▸ **Data for processing**
//! Error types for Selkie
//!
//! TigerStyle: Explicit error types with context, using thiserror.

use thiserror::Error;

/// Result type alias for Selkie operations
pub type Result<T> = std::result::Result<T, Error>;

/// Selkie error types
#[derive(Error, Debug)]
pub enum Error {
    // =========================================================================
    // Dispatcher Errors
    // =========================================================================
    #[error("Dispatcher not started: {name}")]
    DispatcherNotStarted { name: String },

    #[error("Dispatcher executor already built: {name}")]
    ExecutorAlreadyBuilt { name: String },

    #[error("Heterogeneous pool member: pool pinned to {pinned}, got {offered}")]
    HeterogeneousPoolMember { pinned: String, offered: String },

    #[error("Duplicate pool member: {actor}")]
    DuplicatePoolMember { actor: String },

    // =========================================================================
    // Actor Errors
    // =========================================================================
    #[error("Actor stopped: {actor}")]
    ActorStopped { actor: String },

    #[error("Reply channel dropped before completion: {actor}")]
    ReplyDropped { actor: String },

    #[error("Delegate invocation failed: {delegate}, reason: {reason}")]
    DelegateInvocationFailed { delegate: String, reason: String },

    // =========================================================================
    // Configuration Errors
    // =========================================================================
    #[error("Invalid configuration: {field}, reason: {reason}")]
    InvalidConfiguration { field: String, reason: String },

    // =========================================================================
    // Internal Errors
    // =========================================================================
    #[error("Internal error: {message}")]
    Internal { message: String },

    #[error(transparent)]
    Other(#[from] anyhow::Error),
}

impl Error {
    /// Create a dispatcher-not-started error
    pub fn dispatcher_not_started(name: impl Into<String>) -> Self {
        Self::DispatcherNotStarted { name: name.into() }
    }

    /// Create an actor-stopped error
    pub fn actor_stopped(actor: impl Into<String>) -> Self {
        Self::ActorStopped {
            actor: actor.into(),
        }
    }

    /// Create a reply-dropped error
    pub fn reply_dropped(actor: impl Into<String>) -> Self {
        Self::ReplyDropped {
            actor: actor.into(),
        }
    }

    /// Create a delegate invocation error
    pub fn delegate_invocation_failed(
        delegate: impl Into<String>,
        reason: impl Into<String>,
    ) -> Self {
        Self::DelegateInvocationFailed {
            delegate: delegate.into(),
            reason: reason.into(),
        }
    }

    /// Create an internal error
    pub fn internal(message: impl Into<String>) -> Self {
        Self::Internal {
            message: message.into(),
        }
    }

    /// Check if this error indicates a caller bug rather than an operational
    /// condition
    pub fn is_programmer_error(&self) -> bool {
        matches!(
            self,
            Self::DispatcherNotStarted { .. }
                | Self::ExecutorAlreadyBuilt { .. }
                | Self::HeterogeneousPoolMember { .. }
                | Self::DuplicatePoolMember { .. }
                | Self::InvalidConfiguration { .. }
        )
    }
}

#[cfg(test)]
mod tests {
    use super::*;

    #[test]
    fn test_error_display() {
        let err = Error::dispatcher_not_started("pooled");
        assert!(err.to_string().contains("pooled"));
    }

    #[test]
    fn test_error_is_programmer_error() {
        assert!(Error::HeterogeneousPoolMember {
            pinned: "A".into(),
            offered: "B".into()
        }
        .is_programmer_error());
        assert!(!Error::actor_stopped("worker-1").is_programmer_error());
    }

    #[test]
    fn test_error_from_anyhow() {
        let err: Error = anyhow::anyhow!("user receive blew up").into();
        assert!(err.to_string().contains("blew up"));
        assert!(!err.is_programmer_error());
    }
}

▸ **Exercise**
Repeat the whole listing exactly.

▸ **Your solution**
//! Error types for Selkie
//!
//! TigerStyle: Explicit error types with context, using thiserror.

use thiserror::Error;

/// Result type alias for Selkie operations
pub type Result<T> = std::result::Result<T, Error>;

/// Selkie error types
#[derive(Error, Debug)]
pub enum Error {
    // =========================================================================
    // Dispatcher Errors
    // =========================================================================
    #[error("Dispatcher not started: {name}")]
    DispatcherNotStarted { name: String },

    #[error("Dispatcher executor already built: {name}")]
    ExecutorAlreadyBuilt { name: String },

    #[error("Heterogeneous pool member: pool pinned to {pinned}, got {offered}")]
    HeterogeneousPoolMember { pinned: String, offered: String },

    #[error("Duplicate pool member: {actor}")]
    DuplicatePoolMember { actor: String },

    // =========================================================================
    // Actor Errors
    // =========================================================================
    #[error("Actor stopped: {actor}")]
    ActorStopped { actor: String },

    #[error("Reply channel dropped before completion: {actor}")]
    ReplyDropped { actor: String },

    #[error("Delegate invocation failed: {delegate}, reason: {reason}")]
    DelegateInvocationFailed { delegate: String, reason: String },

    // =========================================================================
    // Configuration Errors
    // =========================================================================
    #[error("Invalid configuration: {field}, reason: {reason}")]
    InvalidConfiguration { field: String, reason: String },

    // =========================================================================
    // Internal Errors
    // =========================================================================
    #[error("Internal error: {message}")]
    Internal { message: String },

    #[error(transparent)]
    Other(#[from] anyhow::Error),
}

impl Error {
    /// Create a dispatcher-not-started error
    pub fn dispatcher_not_started(name: impl Into<String>) -> Self {
        Self::DispatcherNotStarted { name: name.into() }
    }

    /// Create an actor-stopped error
    pub fn actor_stopped(actor: impl Into<String>) -> Self {
        Self::ActorStopped {
            actor: actor.into(),
        }
    }

    /// Create a reply-dropped error
    pub fn reply_dropped(actor: impl Into<String>) -> Self {
        Self::ReplyDropped {
            actor: actor.into(),
        }
    }

    /// Create a delegate invocation error
    pub fn delegate_invocation_failed(
        delegate: impl Into<String>,
        reason: impl Into<String>,
    ) -> Self {
        Self::DelegateInvocationFailed {
            delegate: delegate.into(),
            reason: reason.into(),
        }
    }

    /// Create an internal error
    pub fn internal(message: impl Into<String>) -> Self {
        Self::Internal {
            message: message.into(),
        }
    }

    /// Check if this error indicates a caller bug rather than an operational
    /// condition
    pub fn is_programmer_error(&self) -> bool {
        matches!(
            self,
            Self::DispatcherNotStarted { .. }
                | Self::ExecutorAlreadyBuilt { .. }
                | Self::HeterogeneousPoolMember { .. }
                | Self::DuplicatePoolMember { .. }
                | Self::InvalidConfiguration { .. }
        )
    }
}

#[cfg(test)]
mod tests {
    use super::*;

    #[test]
    fn test_error_display() {
        let err = Error::dispatcher_not_started("pooled");
        assert!(err.to_string().contains("pooled"));
    }

    #[test]
    fn test_error_is_programmer_error() {
        assert!(Error::HeterogeneousPoolMember {
            pinned: "A".into(),
            offered: "B".into()
        }
        .is_programmer_error());
        assert!(!Error::actor_stopped("worker-1").is_programmer_error());
    }

    #[test]
    fn test_error_from_anyhow() {
        let err: Error = anyhow::anyhow!("user receive blew up").into();
        assert!(err.to_string().contains("blew up"));
        assert!(!err.is_programmer_error());
    }
}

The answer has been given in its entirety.